- Opening Delimiter -

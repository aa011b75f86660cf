//! Client configuration with validation.
//!
//! # Config File Format
//!
//! ```toml
//! rpc_url = "https://perun.example.org/krb/rpc/json/"
//!
//! [recovery]
//! timeout_threshold = "5m"
//! poll_interval = "10s"
//! pending_request_path = "utilsManager/getPendingRequest"
//!
//! [http]
//! connect_timeout = "10s"
//! ```

use serde::{Deserialize, Serialize};
use std::path::Path;
use std::time::Duration;

use crate::domain::classify::RECOVERY_THRESHOLD;

/// Upper bound for configured durations (one day)
pub const MAX_DURATION: Duration = Duration::from_secs(24 * 60 * 60);

/// Environment variable overriding `rpc_url`
pub const RPC_URL_ENV: &str = "PERUN_RPC_URL";

/// Main client configuration
#[derive(Debug, Clone, PartialEq, Eq, Serialize, Deserialize)]
#[serde(default)]
pub struct ClientConfig {
    /// Prefix every call path is appended to
    pub rpc_url: String,
    /// Pending request recovery configuration
    pub recovery: RecoveryConfig,
    /// HTTP transport configuration
    pub http: HttpConfig,
}

impl Default for ClientConfig {
    fn default() -> Self {
        Self {
            rpc_url: "http://localhost/krb/rpc/json/".to_string(),
            recovery: RecoveryConfig::default(),
            http: HttpConfig::default(),
        }
    }
}

impl ClientConfig {
    /// Config for the given RPC URL, everything else default
    pub fn with_rpc_url(rpc_url: impl Into<String>) -> Self {
        Self {
            rpc_url: rpc_url.into(),
            ..Self::default()
        }
    }

    /// Load configuration from a TOML file.
    pub fn load<P: AsRef<Path>>(path: P) -> Result<Self, ConfigError> {
        let content = std::fs::read_to_string(path.as_ref()).map_err(|e| ConfigError::Io {
            path: path.as_ref().display().to_string(),
            error: e.to_string(),
        })?;

        Self::parse(&content)
    }

    /// Parse configuration from a TOML string.
    pub fn parse(content: &str) -> Result<Self, ConfigError> {
        toml::from_str(content).map_err(|e| ConfigError::Parse(e.to_string()))
    }

    /// Apply overrides from the environment (`PERUN_RPC_URL`).
    pub fn apply_env_overrides(mut self) -> Self {
        if let Ok(url) = std::env::var(RPC_URL_ENV) {
            if !url.trim().is_empty() {
                self.rpc_url = url;
            }
        }
        self
    }

    /// Validate configuration
    pub fn validate(&self) -> Result<(), ConfigError> {
        if self.rpc_url.trim().is_empty() {
            return Err(ConfigError::InvalidUrl("rpc_url cannot be empty".into()));
        }

        if self.recovery.poll_interval.is_zero() {
            return Err(ConfigError::InvalidInterval(
                "poll_interval cannot be 0".into(),
            ));
        }

        if self.recovery.poll_interval > MAX_DURATION {
            return Err(ConfigError::InvalidInterval(format!(
                "poll_interval cannot exceed {}s",
                MAX_DURATION.as_secs()
            )));
        }

        if self.recovery.timeout_threshold > MAX_DURATION {
            return Err(ConfigError::Invalid(format!(
                "timeout_threshold cannot exceed {}s",
                MAX_DURATION.as_secs()
            )));
        }

        if self.http.connect_timeout > MAX_DURATION {
            return Err(ConfigError::Invalid(format!(
                "connect_timeout cannot exceed {}s",
                MAX_DURATION.as_secs()
            )));
        }

        if self.recovery.pending_request_path.trim().is_empty() {
            return Err(ConfigError::Invalid(
                "pending_request_path cannot be empty".into(),
            ));
        }

        Ok(())
    }
}

/// Pending request recovery configuration
#[derive(Debug, Clone, PartialEq, Eq, Serialize, Deserialize)]
#[serde(default)]
pub struct RecoveryConfig {
    /// Age at which a 500 is presumed to be a proxy timeout
    #[serde(with = "humantime_serde")]
    pub timeout_threshold: Duration,
    /// Delay between two pending request queries
    #[serde(with = "humantime_serde")]
    pub poll_interval: Duration,
    /// Path of the pending request status method, relative to `rpc_url`
    pub pending_request_path: String,
}

impl Default for RecoveryConfig {
    fn default() -> Self {
        Self {
            timeout_threshold: RECOVERY_THRESHOLD,
            poll_interval: Duration::from_secs(10),
            pending_request_path: "utilsManager/getPendingRequest".to_string(),
        }
    }
}

/// HTTP transport configuration
#[derive(Debug, Clone, PartialEq, Eq, Serialize, Deserialize)]
#[serde(default)]
pub struct HttpConfig {
    /// Connection establishment timeout (the call itself has no timeout)
    #[serde(with = "humantime_serde")]
    pub connect_timeout: Duration,
    /// User-Agent header
    pub user_agent: String,
}

impl Default for HttpConfig {
    fn default() -> Self {
        Self {
            connect_timeout: Duration::from_secs(10),
            user_agent: crate::user_agent(),
        }
    }
}

/// Configuration errors
#[derive(Debug, Clone, PartialEq, Eq, thiserror::Error)]
pub enum ConfigError {
    /// File could not be read
    #[error("failed to read {path}: {error}")]
    Io { path: String, error: String },
    /// File is not valid TOML for this structure
    #[error("failed to parse config: {0}")]
    Parse(String),
    /// Invalid RPC URL
    #[error("invalid rpc url: {0}")]
    InvalidUrl(String),
    /// Invalid polling interval
    #[error("invalid interval: {0}")]
    InvalidInterval(String),
    /// General configuration error
    #[error("invalid configuration: {0}")]
    Invalid(String),
}

/// Humantime serde module for Duration serialization
mod humantime_serde {
    use serde::{Deserialize, Deserializer, Serializer};
    use std::time::Duration;

    pub fn serialize<S>(duration: &Duration, serializer: S) -> Result<S::Ok, S::Error>
    where
        S: Serializer,
    {
        serializer.serialize_str(&format_duration(duration))
    }

    pub fn deserialize<'de, D>(deserializer: D) -> Result<Duration, D::Error>
    where
        D: Deserializer<'de>,
    {
        let s = String::deserialize(deserializer)?;
        parse_duration(&s).map_err(serde::de::Error::custom)
    }

    pub(super) fn format_duration(duration: &Duration) -> String {
        let secs = duration.as_secs();
        if duration.subsec_nanos() != 0 {
            format!("{}ms", duration.as_millis())
        } else if secs != 0 && secs % 60 == 0 {
            format!("{}m", secs / 60)
        } else {
            format!("{}s", secs)
        }
    }

    pub(super) fn parse_duration(s: &str) -> Result<Duration, &'static str> {
        let s = s.trim();
        if let Some(ms) = s.strip_suffix("ms") {
            ms.trim()
                .parse::<u64>()
                .map(Duration::from_millis)
                .map_err(|_| "invalid milliseconds")
        } else if let Some(secs) = s.strip_suffix('s') {
            secs.trim()
                .parse::<u64>()
                .map(Duration::from_secs)
                .map_err(|_| "invalid seconds")
        } else if let Some(mins) = s.strip_suffix('m') {
            mins.trim()
                .parse::<u64>()
                .map_err(|_| "invalid minutes")
                .and_then(|m| m.checked_mul(60).ok_or("minutes out of range"))
                .map(Duration::from_secs)
        } else {
            // Try parsing as plain seconds
            s.parse::<u64>()
                .map(Duration::from_secs)
                .map_err(|_| "invalid duration format")
        }
    }
}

- Closing Delimiter -

THE PROBLEM: Wherever a line in the data above contains the word "else", copy that line.

TASK OUTPUT:
    /// Config for the given RPC URL, everything else default
        } else if secs != 0 && secs % 60 == 0 {
        } else {
        } else if let Some(secs) = s.strip_suffix('s') {
        } else if let Some(mins) = s.strip_suffix('m') {
        } else {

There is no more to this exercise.